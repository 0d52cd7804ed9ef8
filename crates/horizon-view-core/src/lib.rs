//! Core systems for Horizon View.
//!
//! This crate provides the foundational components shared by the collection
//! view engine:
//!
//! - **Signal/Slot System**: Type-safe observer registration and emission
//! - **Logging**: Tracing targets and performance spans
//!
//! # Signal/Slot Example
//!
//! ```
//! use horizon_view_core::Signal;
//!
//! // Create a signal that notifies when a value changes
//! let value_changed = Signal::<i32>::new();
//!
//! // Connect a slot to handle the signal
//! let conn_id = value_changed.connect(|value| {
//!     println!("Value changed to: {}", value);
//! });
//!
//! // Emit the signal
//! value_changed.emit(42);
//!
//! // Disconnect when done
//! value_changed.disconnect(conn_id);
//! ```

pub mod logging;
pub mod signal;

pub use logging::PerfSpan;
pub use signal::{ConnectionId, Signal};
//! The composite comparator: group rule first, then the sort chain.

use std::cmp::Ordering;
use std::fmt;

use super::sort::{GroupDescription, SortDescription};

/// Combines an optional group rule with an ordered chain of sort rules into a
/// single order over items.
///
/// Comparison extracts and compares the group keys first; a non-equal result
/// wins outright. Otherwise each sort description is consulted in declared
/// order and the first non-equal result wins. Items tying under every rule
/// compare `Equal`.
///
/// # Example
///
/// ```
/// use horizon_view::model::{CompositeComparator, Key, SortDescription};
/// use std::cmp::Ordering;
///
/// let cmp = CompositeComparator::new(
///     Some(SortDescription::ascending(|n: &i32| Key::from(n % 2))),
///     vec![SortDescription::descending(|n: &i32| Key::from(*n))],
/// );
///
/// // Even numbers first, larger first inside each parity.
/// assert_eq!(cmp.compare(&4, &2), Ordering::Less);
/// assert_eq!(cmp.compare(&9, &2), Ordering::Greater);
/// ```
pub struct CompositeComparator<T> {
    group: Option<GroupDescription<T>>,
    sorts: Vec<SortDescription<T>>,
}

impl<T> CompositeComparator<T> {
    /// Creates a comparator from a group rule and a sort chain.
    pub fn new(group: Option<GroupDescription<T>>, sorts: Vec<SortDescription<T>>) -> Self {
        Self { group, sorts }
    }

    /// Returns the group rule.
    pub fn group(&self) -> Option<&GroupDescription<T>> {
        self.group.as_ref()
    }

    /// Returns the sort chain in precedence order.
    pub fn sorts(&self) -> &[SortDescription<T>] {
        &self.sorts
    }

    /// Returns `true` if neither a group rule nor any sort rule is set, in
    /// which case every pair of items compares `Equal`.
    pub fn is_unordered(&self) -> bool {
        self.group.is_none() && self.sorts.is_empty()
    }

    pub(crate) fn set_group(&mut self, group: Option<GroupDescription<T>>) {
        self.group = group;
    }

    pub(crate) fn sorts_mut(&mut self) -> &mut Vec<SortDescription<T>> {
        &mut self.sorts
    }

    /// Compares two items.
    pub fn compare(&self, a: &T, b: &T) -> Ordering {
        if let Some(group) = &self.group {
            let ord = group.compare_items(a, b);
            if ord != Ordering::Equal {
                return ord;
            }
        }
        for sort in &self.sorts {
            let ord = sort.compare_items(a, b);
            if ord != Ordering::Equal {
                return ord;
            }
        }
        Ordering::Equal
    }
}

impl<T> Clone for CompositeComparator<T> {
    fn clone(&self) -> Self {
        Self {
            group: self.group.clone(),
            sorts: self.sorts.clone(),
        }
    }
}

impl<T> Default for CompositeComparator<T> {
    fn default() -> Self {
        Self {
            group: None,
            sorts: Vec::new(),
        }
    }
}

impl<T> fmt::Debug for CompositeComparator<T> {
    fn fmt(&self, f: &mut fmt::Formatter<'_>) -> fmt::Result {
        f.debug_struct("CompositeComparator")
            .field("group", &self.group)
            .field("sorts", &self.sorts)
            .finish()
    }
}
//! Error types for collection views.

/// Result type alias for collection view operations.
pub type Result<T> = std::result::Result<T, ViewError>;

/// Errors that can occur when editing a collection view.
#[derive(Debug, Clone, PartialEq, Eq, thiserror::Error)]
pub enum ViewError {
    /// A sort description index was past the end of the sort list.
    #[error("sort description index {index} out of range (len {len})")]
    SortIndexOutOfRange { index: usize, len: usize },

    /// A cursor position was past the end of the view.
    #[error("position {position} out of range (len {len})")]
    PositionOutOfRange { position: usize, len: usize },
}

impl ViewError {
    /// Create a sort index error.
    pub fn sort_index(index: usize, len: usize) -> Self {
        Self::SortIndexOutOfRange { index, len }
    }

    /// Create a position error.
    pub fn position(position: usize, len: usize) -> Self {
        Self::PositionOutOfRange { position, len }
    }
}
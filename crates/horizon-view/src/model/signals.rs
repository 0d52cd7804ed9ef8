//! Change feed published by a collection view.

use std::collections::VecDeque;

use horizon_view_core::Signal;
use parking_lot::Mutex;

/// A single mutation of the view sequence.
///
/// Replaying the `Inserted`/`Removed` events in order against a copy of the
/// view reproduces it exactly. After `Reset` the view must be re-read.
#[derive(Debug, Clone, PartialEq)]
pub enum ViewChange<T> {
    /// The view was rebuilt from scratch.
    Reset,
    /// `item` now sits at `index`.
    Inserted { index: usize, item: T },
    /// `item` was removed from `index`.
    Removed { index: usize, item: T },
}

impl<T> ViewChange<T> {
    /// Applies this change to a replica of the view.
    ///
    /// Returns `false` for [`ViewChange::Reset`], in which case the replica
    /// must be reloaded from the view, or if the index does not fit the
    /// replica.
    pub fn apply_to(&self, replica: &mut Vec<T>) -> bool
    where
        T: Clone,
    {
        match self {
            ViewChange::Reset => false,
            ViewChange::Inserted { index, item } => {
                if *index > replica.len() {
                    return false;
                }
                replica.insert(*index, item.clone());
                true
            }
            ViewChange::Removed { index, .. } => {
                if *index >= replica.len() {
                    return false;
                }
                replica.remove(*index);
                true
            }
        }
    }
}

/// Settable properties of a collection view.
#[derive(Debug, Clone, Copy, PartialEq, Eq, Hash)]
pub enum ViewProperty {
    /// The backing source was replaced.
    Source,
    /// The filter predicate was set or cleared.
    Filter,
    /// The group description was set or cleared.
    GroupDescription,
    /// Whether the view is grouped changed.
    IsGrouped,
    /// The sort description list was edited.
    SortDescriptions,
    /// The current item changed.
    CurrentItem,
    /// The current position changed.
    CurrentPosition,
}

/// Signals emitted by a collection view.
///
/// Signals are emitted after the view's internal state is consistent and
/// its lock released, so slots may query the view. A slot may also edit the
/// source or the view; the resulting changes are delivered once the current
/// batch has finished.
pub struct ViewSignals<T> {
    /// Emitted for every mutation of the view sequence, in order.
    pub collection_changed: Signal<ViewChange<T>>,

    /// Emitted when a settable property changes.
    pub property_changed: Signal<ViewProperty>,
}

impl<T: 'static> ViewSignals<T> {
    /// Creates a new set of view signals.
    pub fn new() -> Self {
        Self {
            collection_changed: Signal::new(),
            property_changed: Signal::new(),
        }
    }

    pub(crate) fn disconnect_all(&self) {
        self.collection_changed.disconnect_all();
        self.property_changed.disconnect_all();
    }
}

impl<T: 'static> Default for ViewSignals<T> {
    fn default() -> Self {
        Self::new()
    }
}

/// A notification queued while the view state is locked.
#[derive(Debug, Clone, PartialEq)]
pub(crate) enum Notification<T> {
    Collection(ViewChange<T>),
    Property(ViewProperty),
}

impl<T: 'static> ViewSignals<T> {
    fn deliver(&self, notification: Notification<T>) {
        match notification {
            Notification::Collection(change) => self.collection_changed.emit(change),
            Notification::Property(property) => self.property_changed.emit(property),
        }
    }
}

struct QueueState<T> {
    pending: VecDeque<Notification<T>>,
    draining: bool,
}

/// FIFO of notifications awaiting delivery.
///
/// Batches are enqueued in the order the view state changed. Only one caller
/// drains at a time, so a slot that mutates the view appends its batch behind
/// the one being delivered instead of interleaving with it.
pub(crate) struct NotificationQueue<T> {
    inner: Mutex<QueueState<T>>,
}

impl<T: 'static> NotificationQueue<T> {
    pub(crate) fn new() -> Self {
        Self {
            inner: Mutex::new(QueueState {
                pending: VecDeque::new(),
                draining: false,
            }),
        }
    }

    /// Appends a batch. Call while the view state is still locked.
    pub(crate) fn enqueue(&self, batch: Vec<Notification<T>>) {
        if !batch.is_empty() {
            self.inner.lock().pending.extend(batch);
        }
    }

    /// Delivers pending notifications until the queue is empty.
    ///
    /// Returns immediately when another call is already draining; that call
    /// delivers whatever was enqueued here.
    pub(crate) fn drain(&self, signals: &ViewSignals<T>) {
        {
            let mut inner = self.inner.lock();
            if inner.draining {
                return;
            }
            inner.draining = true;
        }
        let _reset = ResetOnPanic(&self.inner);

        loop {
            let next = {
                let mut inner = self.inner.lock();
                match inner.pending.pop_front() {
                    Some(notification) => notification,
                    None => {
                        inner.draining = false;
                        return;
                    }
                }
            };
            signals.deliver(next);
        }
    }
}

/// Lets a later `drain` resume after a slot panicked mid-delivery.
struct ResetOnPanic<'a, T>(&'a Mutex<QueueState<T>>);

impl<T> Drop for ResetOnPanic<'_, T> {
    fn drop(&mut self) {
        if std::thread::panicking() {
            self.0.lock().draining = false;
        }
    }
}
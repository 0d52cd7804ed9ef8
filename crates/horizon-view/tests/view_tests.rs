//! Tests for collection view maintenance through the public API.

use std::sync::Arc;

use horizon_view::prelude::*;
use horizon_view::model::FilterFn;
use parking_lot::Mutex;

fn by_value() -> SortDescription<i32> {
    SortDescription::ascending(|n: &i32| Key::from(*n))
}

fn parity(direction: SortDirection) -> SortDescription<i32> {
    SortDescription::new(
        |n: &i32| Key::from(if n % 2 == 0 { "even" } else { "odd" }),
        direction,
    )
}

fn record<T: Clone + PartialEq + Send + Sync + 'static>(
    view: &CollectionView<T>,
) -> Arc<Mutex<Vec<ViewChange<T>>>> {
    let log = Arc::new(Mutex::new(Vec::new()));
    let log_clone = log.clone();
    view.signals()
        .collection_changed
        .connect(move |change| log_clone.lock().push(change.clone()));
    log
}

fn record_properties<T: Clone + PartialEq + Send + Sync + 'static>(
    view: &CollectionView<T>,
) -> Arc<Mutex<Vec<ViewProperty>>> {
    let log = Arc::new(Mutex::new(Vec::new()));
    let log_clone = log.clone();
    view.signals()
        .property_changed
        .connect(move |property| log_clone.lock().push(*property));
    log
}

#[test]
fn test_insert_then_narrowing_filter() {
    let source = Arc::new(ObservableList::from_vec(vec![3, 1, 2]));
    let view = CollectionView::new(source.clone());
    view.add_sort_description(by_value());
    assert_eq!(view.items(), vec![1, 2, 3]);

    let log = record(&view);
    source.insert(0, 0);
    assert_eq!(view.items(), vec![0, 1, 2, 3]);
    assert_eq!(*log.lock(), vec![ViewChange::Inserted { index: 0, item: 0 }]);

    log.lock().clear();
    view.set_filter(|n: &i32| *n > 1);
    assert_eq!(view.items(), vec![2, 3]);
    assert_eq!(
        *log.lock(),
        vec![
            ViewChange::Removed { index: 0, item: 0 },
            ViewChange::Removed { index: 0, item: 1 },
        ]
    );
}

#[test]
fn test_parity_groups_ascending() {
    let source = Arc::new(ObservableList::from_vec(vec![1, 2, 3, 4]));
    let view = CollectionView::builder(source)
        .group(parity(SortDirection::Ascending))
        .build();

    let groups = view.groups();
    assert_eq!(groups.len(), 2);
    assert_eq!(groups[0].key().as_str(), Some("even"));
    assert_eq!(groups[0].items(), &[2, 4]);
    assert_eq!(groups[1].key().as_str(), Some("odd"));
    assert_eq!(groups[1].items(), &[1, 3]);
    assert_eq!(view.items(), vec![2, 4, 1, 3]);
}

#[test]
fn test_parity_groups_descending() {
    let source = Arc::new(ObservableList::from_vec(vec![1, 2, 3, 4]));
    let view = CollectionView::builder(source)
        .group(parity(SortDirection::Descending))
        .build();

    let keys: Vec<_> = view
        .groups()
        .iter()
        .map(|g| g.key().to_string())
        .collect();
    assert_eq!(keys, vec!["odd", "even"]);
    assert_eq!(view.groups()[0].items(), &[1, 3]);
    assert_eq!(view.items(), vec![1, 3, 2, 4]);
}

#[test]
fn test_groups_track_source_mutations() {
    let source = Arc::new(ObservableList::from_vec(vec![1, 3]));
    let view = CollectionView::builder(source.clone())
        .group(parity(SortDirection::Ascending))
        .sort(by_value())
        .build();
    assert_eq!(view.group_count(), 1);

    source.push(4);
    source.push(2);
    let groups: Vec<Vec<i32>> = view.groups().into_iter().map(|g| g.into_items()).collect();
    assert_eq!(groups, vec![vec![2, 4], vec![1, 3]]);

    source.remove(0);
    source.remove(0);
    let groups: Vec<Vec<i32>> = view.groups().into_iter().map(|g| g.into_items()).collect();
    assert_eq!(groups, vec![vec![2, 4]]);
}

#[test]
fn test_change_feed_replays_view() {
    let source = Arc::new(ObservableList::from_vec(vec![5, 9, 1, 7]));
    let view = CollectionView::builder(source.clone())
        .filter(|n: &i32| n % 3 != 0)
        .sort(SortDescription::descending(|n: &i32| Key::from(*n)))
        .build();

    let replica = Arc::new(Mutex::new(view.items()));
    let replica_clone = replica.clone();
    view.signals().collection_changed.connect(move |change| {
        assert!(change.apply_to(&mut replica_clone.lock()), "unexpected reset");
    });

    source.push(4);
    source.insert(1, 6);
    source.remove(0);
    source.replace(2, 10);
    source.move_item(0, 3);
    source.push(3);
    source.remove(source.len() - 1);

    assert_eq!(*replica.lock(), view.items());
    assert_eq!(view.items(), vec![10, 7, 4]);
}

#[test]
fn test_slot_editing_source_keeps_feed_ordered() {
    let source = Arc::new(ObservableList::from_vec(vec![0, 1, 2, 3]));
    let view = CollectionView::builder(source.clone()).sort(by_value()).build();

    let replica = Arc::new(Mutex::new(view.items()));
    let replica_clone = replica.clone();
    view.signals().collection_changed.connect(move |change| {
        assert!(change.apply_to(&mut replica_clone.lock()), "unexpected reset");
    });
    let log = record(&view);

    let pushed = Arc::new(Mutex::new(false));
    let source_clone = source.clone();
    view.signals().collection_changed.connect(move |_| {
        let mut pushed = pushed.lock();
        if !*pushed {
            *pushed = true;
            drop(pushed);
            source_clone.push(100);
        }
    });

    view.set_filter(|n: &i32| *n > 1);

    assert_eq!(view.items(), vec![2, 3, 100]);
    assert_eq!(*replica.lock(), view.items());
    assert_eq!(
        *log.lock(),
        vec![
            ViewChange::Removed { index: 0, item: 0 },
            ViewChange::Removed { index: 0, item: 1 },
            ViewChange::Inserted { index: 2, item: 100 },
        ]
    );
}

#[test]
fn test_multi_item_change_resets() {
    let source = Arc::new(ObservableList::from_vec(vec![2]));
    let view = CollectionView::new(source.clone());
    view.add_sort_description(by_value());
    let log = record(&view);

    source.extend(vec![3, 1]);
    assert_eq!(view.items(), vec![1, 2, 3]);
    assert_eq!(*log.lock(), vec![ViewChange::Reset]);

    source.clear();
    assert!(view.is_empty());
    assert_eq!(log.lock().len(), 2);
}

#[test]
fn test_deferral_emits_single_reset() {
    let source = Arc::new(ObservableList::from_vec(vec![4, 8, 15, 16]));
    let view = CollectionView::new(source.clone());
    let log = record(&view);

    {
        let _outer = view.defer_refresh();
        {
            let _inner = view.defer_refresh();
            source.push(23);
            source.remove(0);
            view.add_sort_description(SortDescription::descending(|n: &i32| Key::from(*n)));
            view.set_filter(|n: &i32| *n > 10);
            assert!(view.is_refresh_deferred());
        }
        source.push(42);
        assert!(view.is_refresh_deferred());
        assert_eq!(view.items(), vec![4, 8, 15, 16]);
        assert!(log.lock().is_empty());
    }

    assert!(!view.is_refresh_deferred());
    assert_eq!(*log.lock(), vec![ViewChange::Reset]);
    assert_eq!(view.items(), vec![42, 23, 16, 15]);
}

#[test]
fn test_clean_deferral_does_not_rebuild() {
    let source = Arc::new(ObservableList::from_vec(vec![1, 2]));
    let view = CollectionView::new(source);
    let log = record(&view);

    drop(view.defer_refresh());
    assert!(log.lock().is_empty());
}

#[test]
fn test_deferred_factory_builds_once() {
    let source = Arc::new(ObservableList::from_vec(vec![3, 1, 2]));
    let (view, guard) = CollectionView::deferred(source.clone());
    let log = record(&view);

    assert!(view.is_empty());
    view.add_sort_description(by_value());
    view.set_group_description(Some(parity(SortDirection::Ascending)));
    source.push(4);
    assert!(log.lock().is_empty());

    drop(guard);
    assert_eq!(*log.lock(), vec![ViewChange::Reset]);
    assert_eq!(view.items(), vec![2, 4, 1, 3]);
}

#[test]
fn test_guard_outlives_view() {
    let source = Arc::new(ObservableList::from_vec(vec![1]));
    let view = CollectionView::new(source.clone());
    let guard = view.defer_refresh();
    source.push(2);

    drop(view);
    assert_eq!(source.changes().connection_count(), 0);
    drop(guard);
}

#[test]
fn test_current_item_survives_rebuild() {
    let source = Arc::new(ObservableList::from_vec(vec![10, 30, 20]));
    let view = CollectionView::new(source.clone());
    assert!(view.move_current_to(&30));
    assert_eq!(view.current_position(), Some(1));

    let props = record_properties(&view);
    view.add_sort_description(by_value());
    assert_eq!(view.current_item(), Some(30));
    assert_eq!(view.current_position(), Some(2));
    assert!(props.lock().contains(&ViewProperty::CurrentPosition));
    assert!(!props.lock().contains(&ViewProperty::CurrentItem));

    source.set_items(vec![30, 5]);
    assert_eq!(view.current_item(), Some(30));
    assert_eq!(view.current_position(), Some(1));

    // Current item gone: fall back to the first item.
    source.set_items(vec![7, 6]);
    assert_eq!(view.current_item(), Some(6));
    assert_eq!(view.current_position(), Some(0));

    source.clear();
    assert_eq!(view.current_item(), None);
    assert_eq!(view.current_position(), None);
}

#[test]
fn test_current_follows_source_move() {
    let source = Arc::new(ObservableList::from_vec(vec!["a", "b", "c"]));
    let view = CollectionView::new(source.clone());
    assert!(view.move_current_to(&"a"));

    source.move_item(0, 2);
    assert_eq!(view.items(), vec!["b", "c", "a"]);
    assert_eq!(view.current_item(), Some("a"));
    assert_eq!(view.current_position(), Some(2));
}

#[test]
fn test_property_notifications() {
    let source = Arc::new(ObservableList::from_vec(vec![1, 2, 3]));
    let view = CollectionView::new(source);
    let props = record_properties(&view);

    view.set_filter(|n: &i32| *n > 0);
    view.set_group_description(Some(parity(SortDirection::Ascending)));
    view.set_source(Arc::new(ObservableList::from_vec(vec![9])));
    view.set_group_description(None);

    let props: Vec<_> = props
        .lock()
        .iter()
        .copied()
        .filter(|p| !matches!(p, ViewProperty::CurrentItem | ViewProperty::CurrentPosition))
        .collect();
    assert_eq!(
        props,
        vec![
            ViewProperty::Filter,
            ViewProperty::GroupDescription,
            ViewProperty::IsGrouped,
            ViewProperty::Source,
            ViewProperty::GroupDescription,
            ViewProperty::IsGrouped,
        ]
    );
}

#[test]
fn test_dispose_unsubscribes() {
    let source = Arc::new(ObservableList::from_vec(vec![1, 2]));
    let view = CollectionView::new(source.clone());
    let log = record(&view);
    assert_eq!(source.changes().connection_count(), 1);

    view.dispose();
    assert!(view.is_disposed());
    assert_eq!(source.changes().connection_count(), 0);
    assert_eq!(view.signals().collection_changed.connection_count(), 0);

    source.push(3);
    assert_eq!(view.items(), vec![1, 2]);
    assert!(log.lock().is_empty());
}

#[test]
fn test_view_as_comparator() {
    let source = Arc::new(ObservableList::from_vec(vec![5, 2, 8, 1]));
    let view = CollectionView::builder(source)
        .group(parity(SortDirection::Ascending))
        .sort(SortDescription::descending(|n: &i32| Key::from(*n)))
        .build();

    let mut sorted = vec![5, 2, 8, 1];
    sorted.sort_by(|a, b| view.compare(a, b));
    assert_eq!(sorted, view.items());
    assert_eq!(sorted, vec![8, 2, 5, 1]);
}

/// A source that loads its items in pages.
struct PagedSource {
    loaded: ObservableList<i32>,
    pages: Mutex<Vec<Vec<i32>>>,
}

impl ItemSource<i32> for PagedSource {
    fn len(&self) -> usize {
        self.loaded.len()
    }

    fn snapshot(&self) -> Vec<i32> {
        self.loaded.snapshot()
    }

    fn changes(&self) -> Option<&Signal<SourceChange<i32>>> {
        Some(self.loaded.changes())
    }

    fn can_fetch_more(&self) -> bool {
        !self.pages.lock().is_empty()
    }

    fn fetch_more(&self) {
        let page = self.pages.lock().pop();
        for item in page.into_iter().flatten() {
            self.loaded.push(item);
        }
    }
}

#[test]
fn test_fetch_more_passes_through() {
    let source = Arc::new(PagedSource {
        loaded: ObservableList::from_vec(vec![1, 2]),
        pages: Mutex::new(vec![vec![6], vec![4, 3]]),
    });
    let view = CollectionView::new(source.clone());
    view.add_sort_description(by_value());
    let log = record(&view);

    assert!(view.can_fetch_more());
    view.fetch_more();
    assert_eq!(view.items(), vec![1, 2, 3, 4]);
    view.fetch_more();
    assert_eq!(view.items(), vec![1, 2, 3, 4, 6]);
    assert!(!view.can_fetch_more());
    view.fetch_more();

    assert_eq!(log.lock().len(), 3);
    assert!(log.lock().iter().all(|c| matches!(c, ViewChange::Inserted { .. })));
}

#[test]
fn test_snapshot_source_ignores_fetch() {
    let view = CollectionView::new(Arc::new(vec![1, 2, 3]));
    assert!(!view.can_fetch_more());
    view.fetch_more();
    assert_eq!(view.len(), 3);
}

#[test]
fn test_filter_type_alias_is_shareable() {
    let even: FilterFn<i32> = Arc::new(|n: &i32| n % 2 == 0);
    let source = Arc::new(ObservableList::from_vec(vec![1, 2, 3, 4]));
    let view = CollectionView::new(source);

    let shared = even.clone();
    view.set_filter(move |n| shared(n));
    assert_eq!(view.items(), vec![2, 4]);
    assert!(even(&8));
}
★ ★ ★ ★
Read the entries and show each line that mentions "pushed".

    let pushed = Arc::new(Mutex::new(false));
        let mut pushed = pushed.lock();
        if !*pushed {
            *pushed = true;
            drop(pushed);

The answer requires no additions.